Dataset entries
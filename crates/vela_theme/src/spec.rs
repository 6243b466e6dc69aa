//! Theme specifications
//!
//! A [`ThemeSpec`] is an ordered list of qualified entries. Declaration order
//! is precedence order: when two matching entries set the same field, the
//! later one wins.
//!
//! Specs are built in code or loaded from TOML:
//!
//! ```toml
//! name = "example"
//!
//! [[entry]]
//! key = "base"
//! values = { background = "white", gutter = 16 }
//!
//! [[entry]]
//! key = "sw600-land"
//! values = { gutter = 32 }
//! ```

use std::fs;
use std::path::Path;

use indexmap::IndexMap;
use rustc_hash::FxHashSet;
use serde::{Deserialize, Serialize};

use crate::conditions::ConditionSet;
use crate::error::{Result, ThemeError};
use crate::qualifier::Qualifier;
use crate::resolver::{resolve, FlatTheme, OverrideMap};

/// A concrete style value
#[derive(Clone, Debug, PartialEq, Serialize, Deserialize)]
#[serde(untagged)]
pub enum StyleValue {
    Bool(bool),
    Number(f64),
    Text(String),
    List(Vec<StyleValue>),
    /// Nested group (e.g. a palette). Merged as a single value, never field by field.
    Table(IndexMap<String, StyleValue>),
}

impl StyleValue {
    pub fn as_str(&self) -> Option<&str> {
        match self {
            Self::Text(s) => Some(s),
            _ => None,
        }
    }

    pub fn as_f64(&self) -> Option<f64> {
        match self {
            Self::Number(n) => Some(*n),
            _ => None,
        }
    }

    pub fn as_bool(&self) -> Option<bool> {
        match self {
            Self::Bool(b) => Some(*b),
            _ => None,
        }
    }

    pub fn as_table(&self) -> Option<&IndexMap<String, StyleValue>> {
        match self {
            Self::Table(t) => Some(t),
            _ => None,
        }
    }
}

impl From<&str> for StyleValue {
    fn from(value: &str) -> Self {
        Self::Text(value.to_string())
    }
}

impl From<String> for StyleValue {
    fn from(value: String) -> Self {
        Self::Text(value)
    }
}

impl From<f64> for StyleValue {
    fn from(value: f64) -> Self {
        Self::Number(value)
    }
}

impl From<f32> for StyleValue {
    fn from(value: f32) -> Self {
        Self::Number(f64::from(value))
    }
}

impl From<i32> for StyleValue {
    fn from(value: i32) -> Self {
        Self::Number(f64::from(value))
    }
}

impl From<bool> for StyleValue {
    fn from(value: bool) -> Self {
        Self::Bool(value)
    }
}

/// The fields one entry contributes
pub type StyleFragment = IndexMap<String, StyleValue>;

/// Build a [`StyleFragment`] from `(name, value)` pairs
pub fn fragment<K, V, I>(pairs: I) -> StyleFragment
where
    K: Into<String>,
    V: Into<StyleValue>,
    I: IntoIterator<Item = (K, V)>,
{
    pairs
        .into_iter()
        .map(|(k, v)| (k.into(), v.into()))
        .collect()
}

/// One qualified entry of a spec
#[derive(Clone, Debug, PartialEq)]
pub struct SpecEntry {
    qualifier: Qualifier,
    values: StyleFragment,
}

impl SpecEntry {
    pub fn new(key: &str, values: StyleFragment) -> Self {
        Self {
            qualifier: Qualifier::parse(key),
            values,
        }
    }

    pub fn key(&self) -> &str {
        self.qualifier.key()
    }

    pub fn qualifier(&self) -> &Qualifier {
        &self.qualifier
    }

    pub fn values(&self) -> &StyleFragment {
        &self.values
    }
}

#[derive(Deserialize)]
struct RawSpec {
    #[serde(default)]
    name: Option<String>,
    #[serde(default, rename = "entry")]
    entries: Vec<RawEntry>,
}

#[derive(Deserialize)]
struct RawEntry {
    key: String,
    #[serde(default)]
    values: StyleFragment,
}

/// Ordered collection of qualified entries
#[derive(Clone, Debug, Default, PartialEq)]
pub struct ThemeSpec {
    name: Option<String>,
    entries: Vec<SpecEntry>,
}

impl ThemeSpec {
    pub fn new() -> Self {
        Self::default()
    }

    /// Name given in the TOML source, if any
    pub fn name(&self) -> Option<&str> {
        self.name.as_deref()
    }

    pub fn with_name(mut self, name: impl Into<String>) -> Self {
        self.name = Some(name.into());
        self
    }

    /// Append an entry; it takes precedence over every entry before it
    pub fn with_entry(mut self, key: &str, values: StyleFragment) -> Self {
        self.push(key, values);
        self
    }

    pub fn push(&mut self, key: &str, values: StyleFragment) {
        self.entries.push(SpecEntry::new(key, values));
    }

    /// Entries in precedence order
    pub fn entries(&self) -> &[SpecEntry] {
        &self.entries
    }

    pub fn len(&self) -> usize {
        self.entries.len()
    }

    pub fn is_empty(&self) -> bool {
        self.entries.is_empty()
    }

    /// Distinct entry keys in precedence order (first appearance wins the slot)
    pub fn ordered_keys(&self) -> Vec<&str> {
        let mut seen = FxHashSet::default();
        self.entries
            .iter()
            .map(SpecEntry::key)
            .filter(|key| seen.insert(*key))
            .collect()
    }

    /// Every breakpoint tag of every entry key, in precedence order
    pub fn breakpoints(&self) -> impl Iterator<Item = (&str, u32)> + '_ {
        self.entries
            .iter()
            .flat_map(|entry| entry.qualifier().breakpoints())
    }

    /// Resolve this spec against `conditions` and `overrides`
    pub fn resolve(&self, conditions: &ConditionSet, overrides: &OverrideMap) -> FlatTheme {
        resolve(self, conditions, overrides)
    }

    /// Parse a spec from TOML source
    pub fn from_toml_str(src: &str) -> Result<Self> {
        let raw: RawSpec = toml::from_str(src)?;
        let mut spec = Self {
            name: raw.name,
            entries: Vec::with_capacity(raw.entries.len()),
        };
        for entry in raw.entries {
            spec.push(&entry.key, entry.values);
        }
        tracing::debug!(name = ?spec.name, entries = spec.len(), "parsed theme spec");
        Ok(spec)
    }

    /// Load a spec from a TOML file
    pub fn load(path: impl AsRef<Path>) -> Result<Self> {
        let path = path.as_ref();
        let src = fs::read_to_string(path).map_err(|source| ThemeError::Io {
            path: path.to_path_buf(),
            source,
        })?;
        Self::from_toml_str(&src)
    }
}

◆ WORK TO BE COMPLETED ◆
Give the exact lines, and only those, from the line containing "entries. Declaration order" through the line containing "impl From<String> for" in the entries above.

◆ YOUR SOLUTION ◆
//! A [`ThemeSpec`] is an ordered list of qualified entries. Declaration order
//! is precedence order: when two matching entries set the same field, the
//! later one wins.
//!
//! Specs are built in code or loaded from TOML:
//!
//! ```toml
//! name = "example"
//!
//! [[entry]]
//! key = "base"
//! values = { background = "white", gutter = 16 }
//!
//! [[entry]]
//! key = "sw600-land"
//! values = { gutter = 32 }
//! ```

use std::fs;
use std::path::Path;

use indexmap::IndexMap;
use rustc_hash::FxHashSet;
use serde::{Deserialize, Serialize};

use crate::conditions::ConditionSet;
use crate::error::{Result, ThemeError};
use crate::qualifier::Qualifier;
use crate::resolver::{resolve, FlatTheme, OverrideMap};

/// A concrete style value
#[derive(Clone, Debug, PartialEq, Serialize, Deserialize)]
#[serde(untagged)]
pub enum StyleValue {
    Bool(bool),
    Number(f64),
    Text(String),
    List(Vec<StyleValue>),
    /// Nested group (e.g. a palette). Merged as a single value, never field by field.
    Table(IndexMap<String, StyleValue>),
}

impl StyleValue {
    pub fn as_str(&self) -> Option<&str> {
        match self {
            Self::Text(s) => Some(s),
            _ => None,
        }
    }

    pub fn as_f64(&self) -> Option<f64> {
        match self {
            Self::Number(n) => Some(*n),
            _ => None,
        }
    }

    pub fn as_bool(&self) -> Option<bool> {
        match self {
            Self::Bool(b) => Some(*b),
            _ => None,
        }
    }

    pub fn as_table(&self) -> Option<&IndexMap<String, StyleValue>> {
        match self {
            Self::Table(t) => Some(t),
            _ => None,
        }
    }
}

impl From<&str> for StyleValue {
    fn from(value: &str) -> Self {
        Self::Text(value.to_string())
    }
}

impl From<String> for StyleValue {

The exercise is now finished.